Le christianisme en refondation, préf. J. Moingt

Yves Ledure
Théologie - Recenseur : Paul Detienne s.j.
Héraut de la modernité, Feuerbach (L'essence du christianisme, 1841) présente le christianisme judéo-hellénique comme un succédané philosophique, dont la théologie (métaphysique, aliénante) est appelée à céder le pas à une anthropologie, où l'homme ne se détermine plus par rapport à l'être, mais se comprend à partir de son parcours historique singulier. L'A., professeur à l'université de Strasbourg, répond que le christianisme, plutôt que d'être une essence dont la problématique métaphysique repose sur un invariable (la nature humaine), est une démarche proprement anthropologique, dont le moment spécifique est d'ordre historique.
L'histoire conduit l'homme à sa réalisation ultime en Dieu; l'ultime divin ne supprime pas la dynamique vitale. Le religieux et l'eschatologique sont une modalité du devenir de l'homme; le transcendant n'empêche pas l'homme d'être lui-même, mais donne à l'historicité sa cohérence: il faut à l'histoire la tension eschatologique pour développer ce qu'elle projette. Le christianisme ne part pas d'une certaine idée de Dieu; il commence dans le parcours historique de Jésus de Nazareth. Là où la philosophie grecque parle d'immortalité de l'âme, le christianisme parle de résurrection, témoignage de l'efficacité de Dieu dans le parcours humain… non pas une idéologie, mais la phénoménologie d'un devenir anthropologique ouvert à Dieu.
À noter par ailleurs que la messianité christique n'est pas en continuité avec la thématique judaïque, dont l'expérience religieuse révèle un monothéisme sans universel, un Dieu, nous dit l'A., en qui rien n'est accessible à l'homme.
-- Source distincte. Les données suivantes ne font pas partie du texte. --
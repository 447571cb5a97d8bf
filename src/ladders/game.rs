use std::time::Duration;

use rand::Rng;
use tracing::{debug, info, warn};

use crate::{
    ladders::{Board, ConfigError, Die, GameConfig, Overshoot, Path, Piece, Presenter, RollError, Rules, Tile},
    misc::Scheduler,
};

#[derive(Debug, Clone, Copy, PartialEq, Eq, Hash)]
pub enum Phase {
    InProgress,
    Won(Piece),
}

#[derive(Debug, Clone, Copy, PartialEq, Eq)]
enum Action {
    Step { piece: Piece, tile: Tile },
    Settle { piece: Piece },
}

/// Two pieces racing along the zigzag path.
///
/// A roll is accepted at once but plays out over time: one step per tile,
/// then the shortcut/setback check, the turn change and the win check. The
/// owner drives the clock with [`Game::advance`] (or [`Game::finish`] to
/// skip the waiting), and every visible change is reported to a [`Presenter`].
#[derive(Debug, Clone)]
pub struct Game {
    path: Path,
    rules: Rules,
    die: Die,
    overshoot: Overshoot,
    step_delay: Duration,
    settle_delay: Duration,
    positions: [Tile; 2],
    active: Piece,
    phase: Phase,
    pending: Scheduler<Action>,
}

impl Game {
    pub fn new(config: &GameConfig) -> Result<Self, ConfigError> {
        Ok(Self::with_board(config.board()?, config))
    }

    /// The 10x10 board with the classic tables, wrapping overshoot and the
    /// default animation pace.
    pub fn classic() -> Self {
        let board = Board { path: Path::classic(), rules: Rules::classic(), die: Die::STANDARD };
        Self::with_board(board, &GameConfig::default())
    }

    fn with_board(board: Board, config: &GameConfig) -> Self {
        Game {
            path: board.path,
            rules: board.rules,
            die: board.die,
            overshoot: config.overshoot,
            step_delay: config.step_delay(),
            settle_delay: config.settle_delay(),
            positions: [0; 2],
            active: Piece::First,
            phase: Phase::InProgress,
            pending: Scheduler::new(),
        }
    }

    pub fn path(&self) -> &Path {
        &self.path
    }

    pub fn rules(&self) -> &Rules {
        &self.rules
    }

    pub fn die(&self) -> Die {
        self.die
    }

    pub fn overshoot(&self) -> Overshoot {
        self.overshoot
    }

    pub fn position(&self, piece: Piece) -> Tile {
        self.positions[piece.index()]
    }

    pub fn active_piece(&self) -> Piece {
        self.active
    }

    pub fn phase(&self) -> Phase {
        self.phase
    }

    /// True while a previous roll is still playing out.
    pub fn is_busy(&self) -> bool {
        !self.pending.is_idle()
    }

    /// Starts moving the active piece `steps` tiles.
    ///
    /// Only the roll itself is reported immediately; the steps and the
    /// resolution follow as the clock advances.
    pub fn roll<P: Presenter + ?Sized>(&mut self, steps: u8, presenter: &mut P) -> Result<(), RollError> {
        if let Err(err) = self.accept(steps) {
            warn!(%err, steps, "roll rejected");
            return Err(err);
        }

        let piece = self.active;
        let walk = self.walk(self.position(piece), steps);
        debug!(?piece, steps, from = self.position(piece), ?walk, "rolled");
        presenter.on_rolled(piece, steps);

        for (i, &tile) in walk.iter().enumerate() {
            let due = self.step_delay.saturating_mul(i as u32 + 1);
            self.pending.schedule(due, Action::Step { piece, tile });
        }
        let settle = self.step_delay.saturating_mul(walk.len() as u32).saturating_add(self.settle_delay);
        self.pending.schedule(settle, Action::Settle { piece });
        Ok(())
    }

    /// Rolls the die for the active piece.
    pub fn roll_die<R, P>(&mut self, rng: &mut R, presenter: &mut P) -> Result<u8, RollError>
    where
        R: Rng + ?Sized,
        P: Presenter + ?Sized,
    {
        let steps = self.die.roll_with(rng);
        self.roll(steps, presenter)?;
        Ok(steps)
    }

    /// Moves the clock and applies everything that became due.
    pub fn advance<P: Presenter + ?Sized>(&mut self, elapsed: Duration, presenter: &mut P) {
        for action in self.pending.advance(elapsed) {
            self.apply(action, presenter);
        }
    }

    /// Applies every pending action without waiting.
    pub fn finish<P: Presenter + ?Sized>(&mut self, presenter: &mut P) {
        for action in self.pending.drain() {
            self.apply(action, presenter);
        }
    }

    /// Back to the start. Anything still pending from the last roll is dropped.
    pub fn reset<P: Presenter + ?Sized>(&mut self, presenter: &mut P) {
        let cancelled = self.pending.cancel();
        self.positions = [0; 2];
        self.active = Piece::First;
        self.phase = Phase::InProgress;
        info!(cancelled, "game reset");
        presenter.on_reset();
    }

    fn accept(&self, steps: u8) -> Result<u8, RollError> {
        if let Phase::Won(winner) = self.phase {
            return Err(RollError::GameAlreadyWon { winner });
        }
        if self.is_busy() {
            return Err(RollError::Busy);
        }
        self.die.check(steps)
    }

    /// Every tile entered on the way, in order. The last one is where the piece lands.
    fn walk(&self, from: Tile, steps: u8) -> Vec<Tile> {
        let len = self.path.len() as u32;
        match self.overshoot {
            Overshoot::Wrap => (1..=steps as u32)
                .map(|i| ((from as u32 + i) % len) as Tile)
                .collect(),
            Overshoot::Clamp => {
                let last = self.path.last_tile();
                let target = last.min(from.saturating_add(steps as Tile));
                (from + 1..=target).collect()
            }
        }
    }

    fn apply<P: Presenter + ?Sized>(&mut self, action: Action, presenter: &mut P) {
        match action {
            Action::Step { piece, tile } => {
                self.positions[piece.index()] = tile;
                debug!(?piece, tile, "step");
                presenter.on_position_changed(piece, tile);
            }
            Action::Settle { piece } => self.settle(piece, presenter),
        }
    }

    // One hop at most: the destination of a jump is never looked up again.
    fn settle<P: Presenter + ?Sized>(&mut self, piece: Piece, presenter: &mut P) {
        let landed = self.position(piece);
        if let Some((jump, to)) = self.rules.classify(landed).jump() {
            self.positions[piece.index()] = to;
            info!(?piece, ?jump, from = landed, to, "special tile");
            presenter.on_special_tile_resolved(piece, jump, landed, to);
        }

        self.active = piece.opposite();
        presenter.on_turn_changed(self.active);

        if self.position(piece) == self.path.last_tile() {
            self.phase = Phase::Won(piece);
            info!(?piece, "victory");
            presenter.on_victory(piece);
        }
    }
}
Il invite le christianisme, aujourd'hui dogmatiquement et institutionnellement durci, à se dégager de la vision patriarcale d'un Dieu tout-puissant, dans l'ambiguïté de sa solitude radicale: l'ombre de la première figure pèse toujours sur la civilisation chrétienne, façonnée par une survalorisation de l'obligation morale qui s'enracine dans l'absolutisation de la foi. - P. Detienne, S.J.